Survival and cycle-progression delay of human lymphoma cells in vitro exposed to VP-16-213.

The lethal and kinetic effects of VP-16-213 were analyzed in a human lymphoid cell line (T1 cells) in vitro. When asynchronous T1 cells were exposed to increasing concentrations of VP-16-213 for 1 hour, an exponential survival curve with a Do (mean lethal dose equal to the concentration required to reduce survival by 63% on the exponential part of the survival curve) of 3 mug/ml was obtained. Increasing exposure time also reduced survival exponentially. Synchronized cells showed age-dependent sensitivity to VP-16-213 with the greatest lethal damage experienced by cells treated in S and G2 phase. The major kinetic response of the T1 cells to VP-16-213 was a delay in G2 phase, the extent and duration of which was a function of drug concentration, exposure time, and cell cycle stage of drug addition; thus, cells in S phase were most effectively blocked in the subsequent G2 phase.
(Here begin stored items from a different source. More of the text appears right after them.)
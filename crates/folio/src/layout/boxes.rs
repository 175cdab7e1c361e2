//! Left-to-right stage boxes with bulleted item lists.

use log::{debug, trace};

use folio_core::{
    draw::StrokeDefinition,
    geometry::{Bounds, Point},
};

use super::{
    BOX_BORDER_COLOR, BOX_TEXT_COLOR, CONNECTOR_COLOR, fixed_color, resolve_color,
    scaled_font_size,
    scene::{Frame, LabelStyle, Scene, SceneBox, SceneLabel},
    wrap::wrap_text,
};
use crate::{error::FolioError, model::BoxesDiagram};

/// Diagrams with more stages than this use the compact sizes.
const COMPACT_THRESHOLD: usize = 4;

const AUTO_START_X: f32 = 1.2;
const BORDER_WIDTH: f32 = 3.0;
const ITEM_INDENT: f32 = 0.15;
const TITLE_DROP: f32 = 0.25;
const FIRST_ITEM_DROP: f32 = 0.65;
const RIGHT_PADDING: f32 = 0.9;
const TOP_PADDING: f32 = 0.3;
const BASE_HEIGHT: f32 = 220.0;
const GLYPH_FONT_SIZE: f32 = 28.0;

/// Sizes that depend on how crowded the diagram is.
#[derive(Debug, Clone, Copy, PartialEq)]
struct Density {
    half_width: f32,
    label_font: f32,
    item_font: f32,
    line_step: f32,
    x_step: f32,
    wrap_chars: usize,
}

impl Density {
    fn for_stage_count(count: usize) -> Self {
        let compact = count > COMPACT_THRESHOLD;
        Self {
            half_width: if compact { 0.8 } else { 0.85 },
            label_font: if compact { 13.0 } else { 14.0 },
            item_font: if compact { 11.0 } else { 12.0 },
            line_step: if compact { 0.22 } else { 0.25 },
            x_step: if compact { 2.1 } else { 2.2 },
            wrap_chars: if compact { 16 } else { 20 },
        }
    }
}

/// Center x of every stage: explicit where given, evenly spaced otherwise.
fn stage_positions(diagram: &BoxesDiagram, step: f32) -> Vec<f32> {
    diagram
        .stages
        .iter()
        .enumerate()
        .map(|(i, stage)| stage.x.unwrap_or(AUTO_START_X + i as f32 * step))
        .collect()
}

/// Lays out a boxes diagram.
///
/// # Errors
///
/// Returns [`FolioError::Layout`] for a diagram without stages, a
/// non-positive scale, an unknown color or an empty visible area.
pub fn layout_boxes(diagram: &BoxesDiagram) -> Result<Scene, FolioError> {
    let options = &diagram.options;
    if !(options.scale.is_finite() && options.scale > 0.0) {
        return Err(FolioError::Layout(format!(
            "scale must be positive, got {}",
            options.scale
        )));
    }

    let density = Density::for_stage_count(diagram.stages.len());
    let half_width = options.box_half_width.unwrap_or(density.half_width);
    let positions = stage_positions(diagram, density.x_step);
    trace!(positions:?; "Stage positions");

    let Some(&last_x) = positions.last() else {
        return Err(FolioError::Layout("boxes diagram has no stages".to_string()));
    };
    let frame = Frame::new(
        (0.0, last_x + half_width + RIGHT_PADDING),
        (0.0, options.top_y + TOP_PADDING),
        (BASE_HEIGHT * options.scale).round() as u32,
    )?;
    let mut scene = Scene::new(diagram.title.clone(), frame);

    let text_color = fixed_color(BOX_TEXT_COLOR)?;
    let border = StrokeDefinition::solid(fixed_color(BOX_BORDER_COLOR)?, BORDER_WIDTH);
    let title_style =
        LabelStyle::new(scaled_font_size(density.label_font, options.scale), text_color).bold();
    let item_style =
        LabelStyle::new(scaled_font_size(density.item_font, options.scale), text_color)
            .left_aligned();

    for (stage, &x) in diagram.stages.iter().zip(&positions) {
        let fill = resolve_color(&stage.color, &format!("stage `{}`", stage.name))?;
        scene.push_box(SceneBox {
            bounds: Bounds::new_from_ranges(
                x - half_width,
                x + half_width,
                options.bottom_y,
                options.top_y,
            ),
            fill,
            border: border.clone(),
            opacity: 1.0,
        });

        scene.push_label(SceneLabel::new(
            Point::new(x, options.top_y - TITLE_DROP),
            stage.name.clone(),
            title_style.clone(),
        ));

        let item_x = x - (half_width - ITEM_INDENT);
        for (i, item) in stage.items.iter().enumerate() {
            let wrapped = wrap_text(item, density.wrap_chars).join("\n");
            scene.push_label(SceneLabel::new(
                Point::new(
                    item_x,
                    options.top_y - FIRST_ITEM_DROP - i as f32 * density.line_step,
                ),
                format!("• {wrapped}"),
                item_style.clone(),
            ));
        }
        debug!(stage = stage.name, x, items = stage.items.len(); "Stage placed");
    }

    let glyph_style = LabelStyle::new(
        scaled_font_size(GLYPH_FONT_SIZE, options.scale),
        fixed_color(CONNECTOR_COLOR)?,
    );
    for pair in positions.windows(2) {
        scene.push_label(SceneLabel::new(
            Point::new((pair[0] + pair[1]) / 2.0, options.arrow_y),
            "→",
            glyph_style.clone(),
        ));
    }

    Ok(scene)
}
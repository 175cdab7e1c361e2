//! Layout engines for diagram descriptions.
//!
//! Each diagram kind has its own engine that turns a description from
//! [`crate::model`] into a [`Scene`]: boxes, labels and connectors placed in
//! diagram units. Layout is pure; nothing here touches pixels or files.
//!
//! # Pipeline Position
//!
//! ```text
//! Diagram description
//!     ↓ layout (this module)
//! Scene
//!     ↓ export
//! SVG / PNG
//! ```
//!
//! # Submodules
//!
//! - [`scene`] - The laid-out diagram and its diagram-to-pixel mapping
//! - `boxes`, `flow` - Left-to-right stage diagrams
//! - `network` - Free node placement with border-to-border arrows
//! - `cluster` - Free placement of groups listing their members

mod boxes;
mod cluster;
mod flow;
mod network;
pub mod scene;
mod wrap;

pub use boxes::layout_boxes;
pub use cluster::layout_clusters;
pub use flow::layout_flow;
pub use network::layout_network;
pub use scene::{Frame, Scene, SceneBox, SceneConnector, SceneLabel, Viewport};
pub use wrap::wrap_text;

use log::{debug, info};

use folio_core::color::Color;

use crate::{error::FolioError, model::Diagram};

/// Text color inside colored boxes.
const BOX_TEXT_COLOR: &str = "white";

/// Color of box outlines.
const BOX_BORDER_COLOR: &str = "white";

/// Color of connector glyphs and arrows.
const CONNECTOR_COLOR: &str = "#888";

/// Lays out a diagram of any kind.
///
/// # Errors
///
/// Returns [`FolioError::Layout`] when the diagram has nothing to draw, when
/// a color does not parse, or when options produce an empty visible area.
pub fn layout(diagram: &Diagram) -> Result<Scene, FolioError> {
    info!(kind = diagram.kind_name(); "Laying out diagram");

    let scene = match diagram {
        Diagram::Boxes(boxes) => layout_boxes(boxes),
        Diagram::Flow(flow) => layout_flow(flow),
        Diagram::Network(network) => layout_network(network),
        Diagram::Clusters(clusters) => layout_clusters(clusters),
    }?;

    debug!(
        boxes = scene.boxes().len(),
        connectors = scene.connectors().len(),
        labels = scene.labels().len() + scene.annotations().len();
        "Scene built"
    );
    Ok(scene)
}

/// Resolves a color from a description, naming its owner on failure.
fn resolve_color(spec: &str, owner: &str) -> Result<Color, FolioError> {
    Color::resolve(spec).map_err(|err| FolioError::Layout(format!("{owner}: {err}")))
}

/// Parses one of the fixed colors used by the engines.
fn fixed_color(css: &str) -> Result<Color, FolioError> {
    Color::new(css).map_err(FolioError::Layout)
}

/// Rounds a scaled font size to whole pixels, never below one.
fn scaled_font_size(base: f32, scale: f32) -> u16 {
    (base * scale).round().clamp(1.0, f32::from(u16::MAX)) as u16
}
Continuous treatment with concentrations of VP-16-213 (greater than 0.5 mug/ml for greater than 3 hours) caused a retardation of S-phase transit with prompt recovery after drug release. Treatment with 10.0 mug/ml for greater than 3 hours resulted in a "frozen state" of the whole life cycle, inducing only minor compartment changes. DNA synthesis was inhibited in the majority of cells with an S-phase DNA content. There was no correlation between the extent of perturbation and lethal effects after treatment with VP-16-213.